Is political leadership over as we know it?

Let's start at the top on the $700 billion financial bailout or whatever you want to call it:

President Bush. Done. End of story.

Treasury Secretary Henry "Hank" Paulson. A bit better but suffering from an incurable disease: Perceived ties to investors on the street formerly known as Wall, which has destroyed the public interest and pitted small business against big business in ways that haven't been seen since the Great Depression. Ok, sorry for that last phrase. We had to work the cliche in somehow. Paulson, an appointee not an elected official, isn't helping his cause by laying blame on foreclosures and then saying things like "we're doing this for the American taxpayer." That just doesn't wash.

Fed Chairman Ben Bernanke? While understandably difficult to follow Alan Greenspan, the original architect of sub-prime mania, Bernanke looks like he's on the verge of a nervous breakdown every time he visits Capitol Hill.

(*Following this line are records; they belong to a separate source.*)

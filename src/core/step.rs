//! Step domain model

use crate::core::{
    context::EvalContext,
    pipeline::Pipeline,
    schema::{Configurable, Diagnostics},
};
use serde_yaml::Value;

/// A single step in a pipeline
#[derive(Debug, Clone, PartialEq)]
pub struct Step {
    /// Step name, unique within its pipeline
    pub name: String,

    /// Names of steps this step must follow, in declared order
    pub depends_on: Vec<String>,

    /// What the step does
    pub kind: StepKind,
}

/// The three shapes a step can take; exactly one is ever populated
#[derive(Debug, Clone, PartialEq)]
pub enum StepKind {
    /// Invoke a plugin with a raw configuration body
    Plugin(PluginUse),

    /// Run a pipeline declared inline
    Embedded(Pipeline),

    /// Run a sibling top-level pipeline by name
    Reference(String),
}

/// Plugin invocation details
#[derive(Debug, Clone, PartialEq)]
pub struct PluginUse {
    /// Plugin type, e.g. `exec`
    pub plugin: String,

    /// Image the plugin runs in
    pub image_url: String,

    /// Undecoded attribute tree, interpreted once the plugin schema is known
    pub body: Value,
}

impl Step {
    /// Create a plugin invocation step
    pub fn plugin(
        name: impl Into<String>,
        plugin: impl Into<String>,
        image_url: impl Into<String>,
        body: Value,
    ) -> Self {
        Self {
            name: name.into(),
            depends_on: Vec::new(),
            kind: StepKind::Plugin(PluginUse {
                plugin: plugin.into(),
                image_url: image_url.into(),
                body,
            }),
        }
    }

    /// Create a step that embeds a pipeline inline
    pub fn embedded(name: impl Into<String>, pipeline: Pipeline) -> Self {
        Self {
            name: name.into(),
            depends_on: Vec::new(),
            kind: StepKind::Embedded(pipeline),
        }
    }

    /// Create a step that references a top-level pipeline by name
    pub fn reference(name: impl Into<String>, target: impl Into<String>) -> Self {
        Self {
            name: name.into(),
            depends_on: Vec::new(),
            kind: StepKind::Reference(target.into()),
        }
    }

    pub fn with_depends_on<I, S>(mut self, deps: I) -> Self
    where
        I: IntoIterator<Item = S>,
        S: Into<String>,
    {
        self.depends_on = deps.into_iter().map(Into::into).collect();
        self
    }

    /// Image URL of a plugin step; `None` for pipeline steps
    pub fn image_url(&self) -> Option<&str> {
        match &self.kind {
            StepKind::Plugin(use_) => Some(use_.image_url.as_str()),
            _ => None,
        }
    }

    /// The embedded pipeline, if this step declares one inline
    pub fn pipeline(&self) -> Option<&Pipeline> {
        match &self.kind {
            StepKind::Embedded(pipeline) => Some(pipeline),
            _ => None,
        }
    }

    /// Raw plugin body; `None` for pipeline steps
    pub fn body(&self) -> Option<&Value> {
        match &self.kind {
            StepKind::Plugin(use_) => Some(&use_.body),
            _ => None,
        }
    }

    /// Decode the raw plugin body into `target`
    ///
    /// String attributes are rendered against `ctx` first. Every problem is
    /// reported through the returned diagnostics; `target` keeps whatever
    /// could be decoded.
    pub fn configure<C: Configurable + ?Sized>(
        &self,
        target: &mut C,
        ctx: Option<&EvalContext>,
    ) -> Diagnostics {
        let mut diags = Diagnostics::new();

        let body = match &self.kind {
            StepKind::Plugin(use_) => &use_.body,
            _ => {
                diags.error(
                    "Step has no plugin configuration",
                    format!("step \"{}\" runs a pipeline, not a plugin", self.name),
                );
                return diags;
            }
        };

        let empty = EvalContext::new();
        let ctx = ctx.unwrap_or(&empty);
        let mut missing = Vec::new();
        let rendered = ctx.render_value(body, &mut missing);
        for name in missing {
            diags.error(
                "Unknown variable",
                format!("step \"{}\" references undeclared variable \"{}\"", self.name, name),
            );
        }

        diags.extend(target.schema().decode(&rendered));
        diags
    }
}
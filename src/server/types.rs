//! Entities managed by the project service

use chrono::{DateTime, Utc};
use serde::{Deserialize, Serialize};
use uuid::Uuid;

/// A project: the namespace applications and pipelines live in
#[derive(Debug, Clone, PartialEq, Eq, Default, Serialize, Deserialize)]
pub struct Project {
    pub name: String,

    #[serde(default)]
    pub applications: Vec<Application>,

    /// Where the project's configuration is fetched from
    #[serde(default)]
    pub data_source: Option<DataSource>,

    #[serde(default)]
    pub data_source_poll: Option<DataSourcePoll>,
}

impl Project {
    pub fn new(name: impl Into<String>) -> Self {
        Self {
            name: name.into(),
            ..Default::default()
        }
    }

    pub fn with_data_source(mut self, source: DataSource) -> Self {
        self.data_source = Some(source);
        self
    }

    pub fn with_poll(mut self, poll: DataSourcePoll) -> Self {
        self.data_source_poll = Some(poll);
        self
    }

    /// Index of the named application, if the project has it
    pub fn app(&self, name: &str) -> Option<usize> {
        self.applications.iter().position(|a| a.name == name)
    }

    /// Whether init jobs must be queued to discover the project's applications
    ///
    /// True for a git-backed project that is not polled automatically.
    pub fn needs_remote_init(&self) -> bool {
        match &self.data_source {
            Some(DataSource::Git { .. }) => {}
            _ => return false,
        }

        !matches!(&self.data_source_poll, Some(poll) if poll.enabled)
    }
}

#[derive(Debug, Clone, PartialEq, Eq, Serialize, Deserialize)]
#[serde(tag = "type", rename_all = "lowercase")]
pub enum DataSource {
    Local,
    Git {
        url: String,
        #[serde(default)]
        path: Option<String>,
        #[serde(default)]
        reference: Option<String>,
    },
}

#[derive(Debug, Clone, Copy, PartialEq, Eq, Default, Serialize, Deserialize)]
pub struct DataSourcePoll {
    pub enabled: bool,
    #[serde(default)]
    pub interval_secs: Option<u64>,
}

#[derive(Debug, Clone, PartialEq, Eq, Serialize, Deserialize)]
pub struct Application {
    pub project: String,
    pub name: String,

    /// Signal sent to the application when its files change
    #[serde(default)]
    pub file_change_signal: Option<String>,
}

#[derive(Debug, Clone, PartialEq, Eq, Serialize, Deserialize)]
pub struct Workspace {
    pub name: String,

    /// Projects with activity in this workspace
    #[serde(default)]
    pub projects: Vec<String>,
}

impl Workspace {
    pub fn new(name: impl Into<String>) -> Self {
        Self {
            name: name.into(),
            projects: Vec::new(),
        }
    }
}

/// Identifier assigned to a queued job
pub type JobId = Uuid;

/// Descriptor of work to queue
#[derive(Debug, Clone, PartialEq, Eq, Serialize, Deserialize)]
pub struct Job {
    pub application: ApplicationRef,
    pub workspace: String,
    pub operation: JobOperation,
    #[serde(default)]
    pub target_runner: RunnerRef,
}

#[derive(Debug, Clone, PartialEq, Eq, Serialize, Deserialize)]
pub struct ApplicationRef {
    pub project: String,
    #[serde(default)]
    pub application: Option<String>,
}

#[derive(Debug, Clone, Copy, PartialEq, Eq, Serialize, Deserialize)]
#[serde(rename_all = "lowercase")]
pub enum JobOperation {
    /// Discover the applications of a project from its data source
    Init,
}

/// Which runner may pick up a job
#[derive(Debug, Clone, PartialEq, Eq, Default, Serialize, Deserialize)]
#[serde(rename_all = "lowercase")]
pub enum RunnerRef {
    #[default]
    Any,
    Id(String),
}

/// A job accepted by the queue
#[derive(Debug, Clone, PartialEq, Eq, Serialize, Deserialize)]
pub struct QueuedJob {
    pub id: JobId,
    pub job: Job,
    pub queued_at: DateTime<Utc>,
}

Fully understandable -- just not what anyone wants to see from the guy in charge of cash flow.

Congress? Members of the House and Senate are notorious for appearing to stand up for the folks while the cameras are rolling -- only to cave in later out of fear. That's what feels like is happening now. In political terms, a vote for the bailout may put the 2002 Iraq war vote to shame. We're holding out hope that the counter balance to the conventional wisdom -- do this now or else -- will produce a better outcome.

Where are the nation's "best and brightest" CEOs? Oh, that's right. Hiding away counting up their cash while dialing their hedge fund and private equity buds to see where the next deal may lie. Others are polishing up their resumes with turnover season now in full swing.

The exception always seems to be Warren Buffett who has invested $5 billion into Goldman Sachs. It shouldn't always take a brand name such as Buffett to step up. But thank God he does.

The two presidential candidates? Not even in the park. Both are holding back, making political calculations about what to say and do instead of standing up right now and declaring what they think should be done in definitive terms. If anyone thinks Barack Obama and John McCain are capable leaders in the mold of Teddy Roosevelt, then we have some free beachfront property that's not foreclosed. It's not entirely their fault -- more about this inane way we go about electing the leader of the free world.

Yes, leaders and students of leadership, we are now entering uncharted territory.

No one has shown capability to lead the country right now. Out of fairness to the current slate, maybe a better question is: Can the country even be led in its current state?

If nothing else, the bailout issue gives new meaning to the saying: All politics are local. Former titans (and friends) such as Tip O'Neil and Ronald Reagan may need to be raised from the dead at the current rate.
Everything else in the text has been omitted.